The greatest impact on climate is caused by bottom trawling in the East China, Baltic, North, and Greenland Seas. According to the study, 55-60% of the carbon dioxide generated because of the disruption in marine sediments by bottom trawling finds its way from the ocean into the atmosphere within nine years. This is a large amount of carbon footprint.
The estimated carbon footprint of the worldwide fishing sector has risen by more than 200% when the amount of carbon discharged into the atmosphere annually as a result of bottom trawling.
Bottom trawling unleashes plumes of carbon which otherwise would be buried for millennia in the ocean floor. Our study is the very first to show that over half the carbon released by bottom trawling eventually escapes into the atmosphere as carbon dioxide over the span of 10 years, contributing to global warming.
Trisha Atwood, Associate Professor. Department of Watershed Sciences and Ecology Center.

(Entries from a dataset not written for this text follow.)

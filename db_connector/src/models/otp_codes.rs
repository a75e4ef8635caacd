use diesel::{deserialize::Queryable, prelude::Insertable, Selectable};

/// At most one live code per user; a new request replaces the old row.
/// `expires_at` is a unix timestamp in milliseconds.
#[derive(Debug, Clone, Queryable, Selectable, Insertable)]
#[diesel(table_name = crate::schema::otp_codes)]
#[diesel(check_for_backend(diesel::sqlite::Sqlite))]
pub struct OtpCode {
    pub discord_id: String,
    pub code: String,
    pub expires_at: i64,
}
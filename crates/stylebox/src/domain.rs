//! Domain intervals.

use std::fmt::Display;
use std::fmt::Formatter;

use crate::error::Result;
use crate::error::StyleBoxError;
use crate::scale::rescale;

/// One of the two axes of a style box.
#[derive(Debug, Clone, Copy, PartialEq, Eq, Hash)]
pub enum Axis {
    /// The horizontal axis.
    X,
    /// The vertical axis.
    Y,
}

impl Display for Axis {
    fn fmt(&self, f: &mut Formatter<'_>) -> std::fmt::Result {
        match self {
            Axis::X => write!(f, "x"),
            Axis::Y => write!(f, "y"),
        }
    }
}

/// A closed interval `[lo, hi]` of real numbers with `lo <= hi`.
///
/// Either bound may be infinite. The default interval is unbounded on
/// both sides.
#[derive(Debug, Clone, Copy, PartialEq)]
pub struct Interval {
    lo: f64,
    hi: f64,
}

impl Interval {
    /// The interval covering the whole real line.
    pub const UNBOUNDED: Interval = Interval {
        lo: f64::NEG_INFINITY,
        hi: f64::INFINITY,
    };

    /// Creates the `[lo, hi]` interval.
    ///
    /// Fails with [StyleBoxError::InvalidDomain] when a bound is NaN or
    /// when `lo > hi`.
    pub fn new(lo: f64, hi: f64) -> Result<Interval> {
        if lo.is_nan() || hi.is_nan() {
            return Err(StyleBoxError::InvalidDomain(format!(
                "bounds must be numbers, got ({lo}, {hi})"
            )));
        }

        if lo > hi {
            return Err(StyleBoxError::InvalidDomain(format!(
                "lower bound {lo} is greater than upper bound {hi}"
            )));
        }

        Ok(Self { lo, hi })
    }

    /// Lower bound.
    #[inline]
    pub fn lo(&self) -> f64 {
        self.lo
    }

    /// Upper bound.
    #[inline]
    pub fn hi(&self) -> f64 {
        self.hi
    }

    /// Width of the interval; infinite for unbounded intervals.
    #[inline]
    pub fn span(&self) -> f64 {
        self.hi - self.lo
    }

    /// Whether `value` lies within the closed bounds.
    #[inline]
    pub fn contains(&self, value: f64) -> bool {
        self.lo <= value && value <= self.hi
    }

    /// Whether the width of the interval is finite.
    ///
    /// Finite bounds are not enough: `[-1e308, 1e308]` overflows.
    pub fn is_bounded(&self) -> bool {
        self.span().is_finite()
    }

    /// Whether the interval is too narrow to be rescaled, which covers zero
    /// and subnormal widths.
    pub fn is_degenerate(&self) -> bool {
        !(self.span() >= f64::MIN_POSITIVE)
    }

    /// Rescales `value` from this interval onto `[to_lo, to_hi]`.
    #[inline]
    pub fn rescale_to(&self, value: f64, to_lo: f64, to_hi: f64) -> f64 {
        rescale(value, self.lo, self.hi, to_lo, to_hi)
    }
}

impl Default for Interval {
    fn default() -> Self {
        Interval::UNBOUNDED
    }
}

impl TryFrom<&[f64]> for Interval {
    type Error = StyleBoxError;

    fn try_from(bounds: &[f64]) -> Result<Self> {
        match *bounds {
            [lo, hi] => Interval::new(lo, hi),
            _ => Err(StyleBoxError::InvalidDomain(format!(
                "expected exactly two bounds, got {}",
                bounds.len()
            ))),
        }
    }
}

impl TryFrom<(f64, f64)> for Interval {
    type Error = StyleBoxError;

    fn try_from((lo, hi): (f64, f64)) -> Result<Self> {
        Interval::new(lo, hi)
    }
}
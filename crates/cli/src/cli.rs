use std::net::IpAddr;
use std::net::Ipv4Addr;

use clap::ArgAction;
use clap::Args;
use clap::Parser;
use clap::Subcommand;
use tracing::Level;

#[derive(Parser)]
#[command(author, version, about, long_about = None)]
#[command(propagate_version = true)]
pub(crate) struct Cli {
    #[command(subcommand)]
    pub(crate) command: Commands,

    /// Increase the logging verbosity; repeat for more detail.
    ///
    /// Warnings are always logged; `-v` adds every served request,
    /// `-vv` adds dropped points and grid lines, `-vvv` everything else.
    #[arg(short, long, global = true, action = ArgAction::Count)]
    pub(crate) verbose: u8,
}

impl Cli {
    pub(crate) fn log_level(&self) -> Level {
        match self.verbose {
            0 => Level::WARN,
            1 => Level::INFO,
            2 => Level::DEBUG,
            _ => Level::TRACE,
        }
    }
}

#[derive(Subcommand)]
pub(crate) enum Commands {
    /// Render a single style box and print it to the standard output.
    Render(RenderArgs),
    /// Serve style boxes over HTTP.
    Serve(ServeArgs),
}

#[derive(Args)]
pub(crate) struct RenderArgs {
    /// The request path describing the style box.
    ///
    /// Accepted forms are `/<x>/<y>` and `/<x>/<x_lo>/<x_hi>/<y>/<y_lo>/<y_hi>`
    /// for SVG output, optionally prefixed with a format segment: `svg`,
    /// `html` or `ascii`. For example, `/ascii/0.5/0/1/0.5/0/1`.
    #[arg(allow_hyphen_values = true)]
    pub(crate) path: String,
}

#[derive(Args)]
pub(crate) struct ServeArgs {
    /// The address to listen on.
    #[arg(long, default_value_t = IpAddr::V4(Ipv4Addr::LOCALHOST))]
    pub(crate) host: IpAddr,

    /// The port to listen on.
    #[arg(short, long, default_value_t = 5000)]
    pub(crate) port: u16,

    /// Seconds to wait on a silent client before dropping its connection.
    #[arg(long, default_value_t = 5, value_parser = clap::value_parser!(u64).range(1..))]
    pub(crate) timeout: u64,
}

#[cfg(test)]
mod tests {
    use super::*;

    #[test]
    fn verbosity_selects_the_log_level() {
        let cli = Cli::parse_from(["stylebox", "render", "/0.5/0.5"]);
        assert_eq!(cli.log_level(), Level::WARN);

        let cli = Cli::parse_from(["stylebox", "-vv", "render", "/0.5/0.5"]);
        assert_eq!(cli.log_level(), Level::DEBUG);

        let cli = Cli::parse_from(["stylebox", "serve", "-vvvv"]);
        assert_eq!(cli.log_level(), Level::TRACE);
    }

    #[test]
    fn serve_defaults_to_localhost() {
        let cli = Cli::parse_from(["stylebox", "serve"]);

        match cli.command {
            Commands::Serve(args) => {
                assert_eq!(args.host, IpAddr::V4(Ipv4Addr::LOCALHOST));
                assert_eq!(args.port, 5000);
                assert_eq!(args.timeout, 5);
            }
            Commands::Render(_) => panic!("expected the serve command"),
        }
    }

    #[test]
    fn serve_rejects_a_zero_timeout() {
        assert!(Cli::try_parse_from(["stylebox", "serve", "--timeout", "0"]).is_err());

        let cli = Cli::parse_from(["stylebox", "serve", "--timeout", "30"]);
        match cli.command {
            Commands::Serve(args) => assert_eq!(args.timeout, 30),
            Commands::Render(_) => panic!("expected the serve command"),
        }
    }

    #[test]
    fn render_accepts_negative_coordinates() {
        let cli = Cli::parse_from(["stylebox", "render", "-0.5/-1/0/0.5/0/1"]);

        match cli.command {
            Commands::Render(args) => assert_eq!(args.path, "-0.5/-1/0/0.5/0/1"),
            Commands::Serve(_) => panic!("expected the render command"),
        }
    }

    #[test]
    fn command_definition_is_consistent() {
        use clap::CommandFactory;
        Cli::command().debug_assert();
    }
}
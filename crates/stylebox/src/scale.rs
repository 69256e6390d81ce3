//! Linear rescaling between numeric intervals.

/// Maps `x` from the `[from_lo, from_hi]` interval onto `[to_lo, to_hi]`.
///
/// The mapping is affine, so values outside the source interval land
/// outside the target interval, and a reversed target (`to_lo > to_hi`)
/// flips the direction. `from_lo` must differ from `from_hi`.
///
/// ```
/// use stylebox::scale::rescale;
///
/// assert_eq!(rescale(0.5, 0.0, 1.0, 0.0, 300.0), 150.0);
/// assert_eq!(rescale(2.0, 0.0, 4.0, 100.0, 0.0), 50.0);
/// ```
#[inline]
pub fn rescale(x: f64, from_lo: f64, from_hi: f64, to_lo: f64, to_hi: f64) -> f64 {
    to_lo + (x - from_lo) / (from_hi - from_lo) * (to_hi - to_lo)
}

#[cfg(test)]
mod tests {
    use super::*;

    #[test]
    fn endpoints_map_to_endpoints() {
        let cases = [
            (0.0, 1.0, 0.0, 300.0),
            (-2.0, 6.0, 0.0, 6.0),
            (10.0, 20.0, 0.0, 100.0),
            (0.0, 1.0, 300.0, 0.0),
        ];

        for (from_lo, from_hi, to_lo, to_hi) in cases {
            assert_eq!(rescale(from_lo, from_lo, from_hi, to_lo, to_hi), to_lo);
            assert_eq!(rescale(from_hi, from_lo, from_hi, to_lo, to_hi), to_hi);
        }
    }

    #[test]
    fn interior_values_stay_inside_target() {
        for i in 0..=100 {
            let x = -5.0 + f64::from(i) * 0.1;
            let y = rescale(x, -5.0, 5.0, 0.0, 6.0);
            assert!((0.0..=6.0).contains(&y), "{x} mapped to {y}");

            let reversed = rescale(x, -5.0, 5.0, 6.0, 0.0);
            assert!((0.0..=6.0).contains(&reversed), "{x} mapped to {reversed}");
        }
    }

    #[test]
    fn thirds_of_the_svg_canvas() {
        assert_eq!(format!("{:.3}", rescale(1.0 / 3.0, 0.0, 1.0, 0.0, 300.0)), "100.000");
        assert_eq!(format!("{:.3}", rescale(2.0 / 3.0, 0.0, 1.0, 0.0, 300.0)), "200.000");
    }

    #[test]
    fn values_outside_the_source_are_not_clamped() {
        assert_eq!(rescale(2.0, 0.0, 1.0, 0.0, 10.0), 20.0);
        assert_eq!(rescale(-1.0, 0.0, 1.0, 0.0, 10.0), -10.0);
    }
}
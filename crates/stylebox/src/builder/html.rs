use serde::Serialize;
use tinytemplate::TinyTemplate;

use crate::builder::StyleBoxBuilder;
use crate::domain::Interval;
use crate::error::Result;
use crate::stylebox::StyleBox;

const TEMPLATE_NAME: &str = "stylebox";

/// Renders a style box as an HTML fragment.
///
/// The fragment is a `size` × `size` block holding a fixed 3×3 table and a
/// marker for the most recently added point. Grid lines set on the style box
/// do not affect the table, and earlier points are not drawn.
#[derive(Debug, Clone)]
pub struct HtmlStyleBoxBuilder {
    stylebox: StyleBox,
    size: u32,
}

impl HtmlStyleBoxBuilder {
    /// Creates a builder for a block of `size` × `size` pixels.
    pub fn new(x_domain: Interval, y_domain: Interval, size: u32) -> Result<HtmlStyleBoxBuilder> {
        Ok(Self {
            stylebox: StyleBox::new(x_domain, y_domain)?,
            size,
        })
    }

    fn marker(&self) -> Option<Marker> {
        self.stylebox.last_point().map(|point| {
            let left = self.stylebox.x_domain().rescale_to(point.x, 0.0, 100.0);
            let top = self.stylebox.y_domain().rescale_to(point.y, 0.0, 100.0);

            Marker {
                left: format!("{left:.3}"),
                top: format!("{top:.3}"),
            }
        })
    }
}

impl StyleBoxBuilder for HtmlStyleBoxBuilder {
    fn stylebox(&self) -> &StyleBox {
        &self.stylebox
    }

    fn stylebox_mut(&mut self) -> &mut StyleBox {
        &mut self.stylebox
    }

    fn build(&self) -> Result<String> {
        self.stylebox.require_bounded()?;

        let mut template = TinyTemplate::new();
        template.add_template(TEMPLATE_NAME, include_str!("../template/stylebox.html.tt"))?;

        let context = Context {
            size: self.size,
            marker: self.marker(),
        };

        Ok(template.render(TEMPLATE_NAME, &context)?)
    }
}

#[derive(Serialize)]
struct Context {
    size: u32,
    marker: Option<Marker>,
}

/// Marker offsets as percentages of the block size.
#[derive(Serialize)]
struct Marker {
    left: String,
    top: String,
}
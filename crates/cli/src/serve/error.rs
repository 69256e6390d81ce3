use std::fmt::Display;
use std::io;

pub(crate) type Result<T> = std::result::Result<T, ServeError>;

#[derive(Debug)]
pub(crate) enum ServeError {
    Io(io::Error),
    MalformedRequest(String),
}

impl Display for ServeError {
    fn fmt(&self, f: &mut std::fmt::Formatter<'_>) -> std::fmt::Result {
        let serve_error = "serve error:";

        match self {
            ServeError::Io(error) => write!(f, "{serve_error} I/O error: {error}"),
            ServeError::MalformedRequest(line) => {
                write!(f, "{serve_error} malformed request line: `{line}`")
            }
        }
    }
}

impl std::error::Error for ServeError {
    fn source(&self) -> Option<&(dyn std::error::Error + 'static)> {
        match self {
            ServeError::Io(error) => Some(error),
            ServeError::MalformedRequest(_) => None,
        }
    }
}

impl From<io::Error> for ServeError {
    fn from(error: io::Error) -> Self {
        ServeError::Io(error)
    }
}
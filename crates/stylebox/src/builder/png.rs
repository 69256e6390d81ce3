use crate::builder::StyleBoxBuilder;
use crate::domain::Interval;
use crate::error::Result;
use crate::error::StyleBoxError;
use crate::stylebox::StyleBox;

/// Bitmap output. Accepts grid and point calls, but [build] always fails
/// with [StyleBoxError::NotImplemented].
///
/// [build]: StyleBoxBuilder::build
#[derive(Debug, Clone)]
pub struct PngStyleBoxBuilder {
    stylebox: StyleBox,
}

impl PngStyleBoxBuilder {
    /// Creates a bitmap builder.
    pub fn new(x_domain: Interval, y_domain: Interval) -> Result<PngStyleBoxBuilder> {
        Ok(Self {
            stylebox: StyleBox::new(x_domain, y_domain)?,
        })
    }
}

impl StyleBoxBuilder for PngStyleBoxBuilder {
    fn stylebox(&self) -> &StyleBox {
        &self.stylebox
    }

    fn stylebox_mut(&mut self) -> &mut StyleBox {
        &mut self.stylebox
    }

    fn build(&self) -> Result<String> {
        Err(StyleBoxError::NotImplemented("png"))
    }
}
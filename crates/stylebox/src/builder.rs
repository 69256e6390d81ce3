//! Builders that render a [StyleBox] into a textual document.
//!
//! Every builder wraps exactly one style box. Grid and point calls mutate
//! that style box and return the builder so calls can be chained; [build]
//! renders the current state and may be called repeatedly.
//!
//! | Builder                 | Output                       | Points rendered |
//! |-------------------------|------------------------------|-----------------|
//! | [SvgStyleBoxBuilder]    | standalone SVG document      | all             |
//! | [HtmlStyleBoxBuilder]   | HTML fragment                | last only       |
//! | [TextStyleBoxBuilder]   | fixed-width character grid   | last only       |
//! | [PngStyleBoxBuilder]    | not implemented              | -               |
//!
//! [build]: StyleBoxBuilder::build

mod html;
mod png;
mod svg;
mod text;

pub use html::HtmlStyleBoxBuilder;
pub use png::PngStyleBoxBuilder;
pub use svg::SvgStyleBoxBuilder;
pub use text::Charset;
pub use text::TextStyleBoxBuilder;

use crate::error::Result;
use crate::stylebox::StyleBox;

/// The capability shared by all style box renderers.
pub trait StyleBoxBuilder {
    /// The wrapped style box.
    fn stylebox(&self) -> &StyleBox;

    /// The wrapped style box, mutably.
    fn stylebox_mut(&mut self) -> &mut StyleBox;

    /// Renders the style box. Repeated calls without intervening mutation
    /// return identical documents.
    fn build(&self) -> Result<String>;

    /// Places grid lines; a missing `ny` mirrors `nx`.
    ///
    /// Renderers with additional placement rules override this method.
    fn grid_lines(&mut self, nx: i32, ny: Option<i32>) -> Result<&mut Self> {
        self.stylebox_mut().set_gridlines(nx, ny)?;
        Ok(self)
    }

    /// Places `nx` vertical and `ny` horizontal grid lines.
    fn grid(&mut self, nx: i32, ny: i32) -> Result<&mut Self> {
        self.grid_lines(nx, Some(ny))
    }

    /// Places `n` grid lines along both axes.
    fn square_grid(&mut self, n: i32) -> Result<&mut Self> {
        self.grid_lines(n, None)
    }

    /// Adds a point; points outside of the domain are dropped.
    fn point(&mut self, x: f64, y: f64) -> &mut Self {
        self.stylebox_mut().add_point(x, y);
        self
    }
}
//! PDF rasterisation: render every page to a `DynamicImage` via pdfium.
//!
//! Pages are rendered at twice the document's native resolution so text in
//! the resulting JPEG/PNG/collage stays legible. Rendering is strictly
//! sequential: each page's pdfium handle and bitmap go out of scope before
//! the next page is touched, and the finished image is handed to the caller's
//! visitor straight away. Peak pdfium memory is therefore one page, however
//! long the document.
//!
//! The [`Rasterizer`] trait is the seam between the orchestrator and pdfium;
//! tests substitute an in-memory implementation.

use crate::config::ServerConfig;
use crate::error::ConvertError;
use image::DynamicImage;
use pdfium_render::prelude::*;
use std::path::PathBuf;
use tracing::{debug, info};

/// Fixed zoom applied to every page (2× native resolution).
pub const RENDER_ZOOM: f32 = 2.0;

/// Renders PDF bytes page by page.
pub trait Rasterizer: Send + Sync {
    /// Render every page of `pdf` in order, calling `on_page(index, image)`
    /// as each page completes. Returns the number of pages rendered.
    fn rasterize(
        &self,
        pdf: &[u8],
        on_page: &mut dyn FnMut(usize, DynamicImage),
    ) -> Result<usize, ConvertError>;

    /// Convenience: collect every page into a vector.
    fn rasterize_all(&self, pdf: &[u8]) -> Result<Vec<DynamicImage>, ConvertError> {
        let mut pages = Vec::new();
        self.rasterize(pdf, &mut |_, image| pages.push(image))?;
        Ok(pages)
    }
}

/// Reject anything that does not start with the `%PDF` magic before pdfium
/// sees it.
pub fn check_pdf_magic(pdf: &[u8]) -> Result<(), ConvertError> {
    if pdf.len() < 4 || &pdf[..4] != b"%PDF" {
        return Err(ConvertError::NotAPdf {
            magic: pdf.iter().take(4).copied().collect(),
        });
    }
    Ok(())
}

/// [`Rasterizer`] backed by the pdfium shared library.
#[derive(Debug, Clone)]
pub struct PdfiumRasterizer {
    library: Option<PathBuf>,
    zoom: f32,
}

impl PdfiumRasterizer {
    /// Bind to the library at `library`, or the system library when None.
    pub fn new(library: Option<PathBuf>) -> Self {
        Self {
            library,
            zoom: RENDER_ZOOM,
        }
    }

    pub fn from_config(config: &ServerConfig) -> Self {
        Self::new(config.pdfium_library.clone())
    }

    fn bind(&self) -> Result<Pdfium, ConvertError> {
        let bindings = match &self.library {
            Some(path) => Pdfium::bind_to_library(path),
            None => Pdfium::bind_to_system_library(),
        }
        .map_err(|e| ConvertError::PdfiumBindingFailed(format!("{:?}", e)))?;
        Ok(Pdfium::new(bindings))
    }
}

impl Rasterizer for PdfiumRasterizer {
    fn rasterize(
        &self,
        pdf: &[u8],
        on_page: &mut dyn FnMut(usize, DynamicImage),
    ) -> Result<usize, ConvertError> {
        check_pdf_magic(pdf)?;

        let pdfium = self.bind()?;
        let document = pdfium
            .load_pdf_from_byte_slice(pdf, None)
            .map_err(|e| ConvertError::CorruptPdf {
                detail: format!("{:?}", e),
            })?;

        let total_pages = document.pages().len() as usize;
        info!(pages = total_pages, "PDF loaded");

        let render_config = PdfRenderConfig::new().scale_page_by_factor(self.zoom);

        for idx in 0..total_pages {
            // Page handle and bitmap are released at the end of this block.
            let image = {
                let page = document.pages().get(idx as u16).map_err(|e| {
                    ConvertError::RasterisationFailed {
                        page: idx + 1,
                        detail: format!("{:?}", e),
                    }
                })?;

                let bitmap = page.render_with_config(&render_config).map_err(|e| {
                    ConvertError::RasterisationFailed {
                        page: idx + 1,
                        detail: format!("{:?}", e),
                    }
                })?;

                bitmap.as_image()
            };

            debug!(
                page = idx + 1,
                width = image.width(),
                height = image.height(),
                "Rendered page"
            );
            on_page(idx, image);
        }

        Ok(total_pages)
    }
}

#[cfg(test)]
mod tests {
    use super::*;

    #[test]
    fn magic_check_rejects_non_pdf() {
        let err = check_pdf_magic(b"\x89PNG\r\n").unwrap_err();
        assert!(matches!(err, ConvertError::NotAPdf { ref magic } if magic == b"\x89PNG"));
        assert!(check_pdf_magic(b"").is_err());
        assert!(check_pdf_magic(b"%PD").is_err());
    }

    #[test]
    fn magic_check_accepts_pdf_header() {
        assert!(check_pdf_magic(b"%PDF-1.7\n...").is_ok());
    }

    #[test]
    fn pdfium_rasterizer_rejects_non_pdf_without_binding() {
        // The magic check runs before pdfium is bound, so this works on
        // machines without the library installed.
        let r = PdfiumRasterizer::new(Some(PathBuf::from("/nonexistent/libpdfium.so")));
        assert!(matches!(
            r.rasterize(b"GIF89a", &mut |_, _| {}),
            Err(ConvertError::NotAPdf { .. })
        ));
    }

    #[test]
    fn default_zoom_is_two() {
        let r = PdfiumRasterizer::new(None);
        assert_eq!(r.zoom, RENDER_ZOOM);
    }
}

For determining the amount of carbon dioxide emission through bottom trawling activity that ultimately makes its way to the atmosphere, the researchers used advanced ocean models and data on bottom trawling activity worldwide between 1996-2020.
A team of climate and ocean experts from Utah State University, NASA Goddard Institute for Space Studies, the University of California, Santa Barbara, Columbia University, James Cook University, and the National Geographic Pristine Seas, conducted the study, “Atmospheric CO2 Emissions and Ocean Acidification from Bottom-Trawling”.
This work expands upon Atwood’s earlier research, which measured the amount of carbon disturbed by global bottom trawling. However, the earlier work did not estimate the amount of carbon released into the atmosphere as carbon, which is a crucial bit of data for climate policy.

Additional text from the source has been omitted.